We learn that Kerouac’s French-Canadian heritage made him an “outsider” who gravitated to other outsiders all his life, of his probable bisexual crush on manic traveling companion Neal Cassady and glimpse the formative WWII events that shaped him. He was in the Merchant Marine for a while.

But his life was far more complicated than anything here suggests.

We pick up on the misogyny, the Civil Rights Era savvy of the novelist’s views about the way Black Americans were treated in the Land of the “Free,” and the irresponsible, roaming no-visible-means-of-support lifestyle that Kerouac and a handful of postwar figures grasped for as the rest of America settled into 1950s conventionality, with its picket fences, good schools, mortgages and a Chevrolet in every driveway that didn’t feature a Ford parked in it.

And we follow what are meant to be three versions of that sort of modern, rootless “Nomadland” American — a New Orleans couple who sold their house to see the USA in their Mercedes van-home, a retiree with a camping trailer she and her dog tour America in and a Philly teen restless to get out of town, start college in Atlanta and get on with his real life.

Interesting as these people are, not all of those analogies work or fit the role Burnough tries to give them here.

News footage of the day, a famous appearance on “The Steve Allen Show” and even home movies of Kerouac help recreate the milieu and the handsome writer in it.
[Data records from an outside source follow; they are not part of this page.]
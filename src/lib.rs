//! Selection Tooltip Library
//!
//! Watches the user's text selection, looks it up in a question/answer
//! knowledge base and shows the answer in a small overlay next to the
//! pointer. The matching and timing logic in [`core`] is platform
//! independent; [`platform`] provides the macOS implementations of the
//! selection, hotkey and overlay traits.

#![deny(unsafe_op_in_unsafe_fn)]

pub mod config;
pub mod core;
pub mod error;

#[cfg(target_os = "macos")]
pub mod platform;

pub use config::TooltipConfig;
pub use crate::core::knowledge::{KnowledgeSource, KnowledgeStore, QARecord};
pub use crate::core::matcher::find_answer;
pub use error::{InputError, LoadError, OverlayError};

/// Re-export commonly used types
pub mod prelude {
    pub use crate::config::TooltipConfig;
    pub use crate::core::control_loop::{ControlLoop, StopReason, TickOutcome};
    pub use crate::core::input_types::{Hotkey, HotkeySource, SelectionSource};
    pub use crate::core::knowledge::{KnowledgeSource, KnowledgeStore, QARecord};
    pub use crate::core::matcher::find_answer;
    pub use crate::core::overlay::{OverlayPresenter, OverlaySurface, ScreenPoint};
    pub use crate::error::{InputError, LoadError, OverlayError};
}
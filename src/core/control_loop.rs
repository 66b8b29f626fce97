// src/core/control_loop.rs
//! The polling loop that ties selection, lookup and overlay together
//!
//! Everything runs on one thread. Each tick samples the hotkeys, captures the
//! selection, possibly shows an answer, and hides an answer that has been on
//! screen for the display duration. Time is passed in explicitly so the
//! rules can be driven deterministically.

use std::time::{Duration, Instant};

use tokio::time::MissedTickBehavior;
use tracing::{debug, info};

use crate::config::TooltipConfig;
use crate::core::input_types::{Hotkey, HotkeySource, SelectionSource, ToggleState};
use crate::core::knowledge::KnowledgeStore;
use crate::core::matcher::find_answer;
use crate::core::overlay::{OverlayPresenter, OverlaySurface};
use crate::error::OverlayError;

/// What the caller should do after a tick
#[derive(Debug, Clone, Copy, PartialEq, Eq)]
pub enum TickOutcome {
    Continue,
    Exit,
}

/// Why the loop stopped
#[derive(Debug, Clone, Copy, PartialEq, Eq)]
pub enum StopReason {
    ExitHotkey,
    Interrupted,
}

/// Selection bookkeeping between ticks
#[derive(Debug, Clone, Default)]
pub struct SelectionState {
    last_selection: Option<String>,
}

impl SelectionState {
    pub fn last_selection(&self) -> Option<&str> {
        self.last_selection.as_deref()
    }

    fn is_new(&self, selection: &str) -> bool {
        self.last_selection.as_deref() != Some(selection)
    }
}

pub struct ControlLoop<S, K, O>
where
    S: SelectionSource,
    K: HotkeySource,
    O: OverlaySurface,
{
    store: KnowledgeStore,
    selection: S,
    hotkeys: K,
    overlay: OverlayPresenter<O>,
    toggle: ToggleState,
    state: SelectionState,
    display_duration: Duration,
    poll_interval: Duration,
}

impl<S, K, O> ControlLoop<S, K, O>
where
    S: SelectionSource,
    K: HotkeySource,
    O: OverlaySurface,
{
    pub fn new(
        config: &TooltipConfig,
        store: KnowledgeStore,
        selection: S,
        hotkeys: K,
        surface: O,
    ) -> Self {
        Self {
            store,
            selection,
            hotkeys,
            overlay: OverlayPresenter::new(surface, config.pointer_offset),
            toggle: ToggleState::new(config.toggle_debounce),
            state: SelectionState::default(),
            display_duration: config.display_duration,
            poll_interval: config.poll_interval,
        }
    }

    /// Run one poll cycle at time `now`
    pub fn tick(&mut self, now: Instant) -> Result<TickOutcome, OverlayError> {
        if self.hotkeys.is_down(Hotkey::Exit) {
            info!("Exiting program...");
            return Ok(TickOutcome::Exit);
        }

        let toggle_down = self.hotkeys.is_down(Hotkey::Toggle);
        if let Some(enabled) = self.toggle.observe(toggle_down, now) {
            info!("Tooltip toggled {}", if enabled { "ON" } else { "OFF" });
        }

        if self.toggle.is_enabled() {
            self.poll_selection(now)?;
        }

        if self.overlay.expired(now, self.display_duration) {
            debug!("Answer expired, hiding overlay");
            self.overlay.hide()?;
            self.state.last_selection = None;
        }

        Ok(TickOutcome::Continue)
    }

    fn poll_selection(&mut self, now: Instant) -> Result<(), OverlayError> {
        let Some(selection) = self.selection.capture_selection() else {
            return Ok(());
        };
        if selection.is_empty() || !self.state.is_new(&selection) {
            return Ok(());
        }

        if let Some(answer) = find_answer(&self.store, &selection) {
            debug!("Selection {:?} matched", selection);
            self.overlay.show(&answer, now)?;
            self.state.last_selection = Some(selection);
        }
        Ok(())
    }

    /// Drive ticks until the exit hotkey, Ctrl+C, or an overlay failure.
    /// The GUI is serviced once after every tick.
    pub async fn run(&mut self) -> Result<StopReason, OverlayError> {
        let mut interval = tokio::time::interval(self.poll_interval);
        interval.set_missed_tick_behavior(MissedTickBehavior::Delay);

        let ctrl_c = tokio::signal::ctrl_c();
        tokio::pin!(ctrl_c);

        loop {
            tokio::select! {
                _ = &mut ctrl_c => {
                    info!("Interrupted, exiting...");
                    self.overlay.hide()?;
                    return Ok(StopReason::Interrupted);
                }
                _ = interval.tick() => {
                    if self.tick(Instant::now())? == TickOutcome::Exit {
                        self.overlay.hide()?;
                        return Ok(StopReason::ExitHotkey);
                    }
                    self.overlay.refresh()?;
                }
            }
        }
    }

    pub fn is_enabled(&self) -> bool {
        self.toggle.is_enabled()
    }

    pub fn state(&self) -> &SelectionState {
        &self.state
    }

    pub fn overlay(&self) -> &OverlayPresenter<O> {
        &self.overlay
    }
}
Kerouac’s onetime girlfriend, the writer Joyce Johnson notes that for all the restlessness Jack “always had a destination in mind” when he set out on his famous road trips. The trips were adventures. It was just that the “destinations” that let him down.

Jazz man, Kerouac pal and keeper of the flame David Amran helps flesh out the portrait. A Kerouac biographer who met Kerouac in his final years offers insights into the self-destruction. And the novelist Jay McInerney — whose “Bright Lights, Big City” was a sort of ’80s generational snapshot inspired by Kerouac’s example — talks up the quality of the prose and the “myth” of how “authentically” the novel was researched (essentially Kerouac transcribing road trips with assorted real life characters, some made famous by the book) and how quickly the novel was written on speed and typed onto a roll of teletype paper — which overwhelm the craft and quality of the prose.

And one Gen X wag appearing here repeatedly refers to the “1957 America” Kerouac was depicting in the novel, when he wrote the damned thing in ’51 about events covering the very late 1940s. When the book was published in ’57, the Beats were on the verge of being figures of nostalgia, Kerouac himself was a high mileage 35 year-old and the roads, the jazz/Slim Gaillard/New York-New Orleans-San Francisco “scene” captured on his pages were already out of date.

But that made the novel timeless the moment it finally hit print.

Reviewing the film as a journalist who had “The Kerouac House” beat for a time in Orlando, where Kerouac wrote “The Dharma Bums,” I could appreciate the slick, brisk, fanboyish treatment that “Kerouac’s Road” gives its subject. It’s an entertaining overview.

But the Obama White House alum who directed it goes a bit too gaga for celebrities, even if Kerouac fan Matt Dillon has a pretty good bead on what sudden “fame” could do to a struggling writer who finally makes it.

“It’s not like a perfect book,” Dillon says of the Benzedrine-fueled road narrative. “But here we are, all these years later, talking about it.”

Mixed bag or not, films like “Keroauc’s Road” feed on the novel and the novelist’s mythology. And when they’re on their game, they get at what Kerouac’s sensory-overload novel tapped into that is quintessentially American — mercurial restlessness, eagerness to live a life less ordinary and that core realization that staying in one place — even a New York, New Orleans or Los Angeles — is no way to get to where you want to go.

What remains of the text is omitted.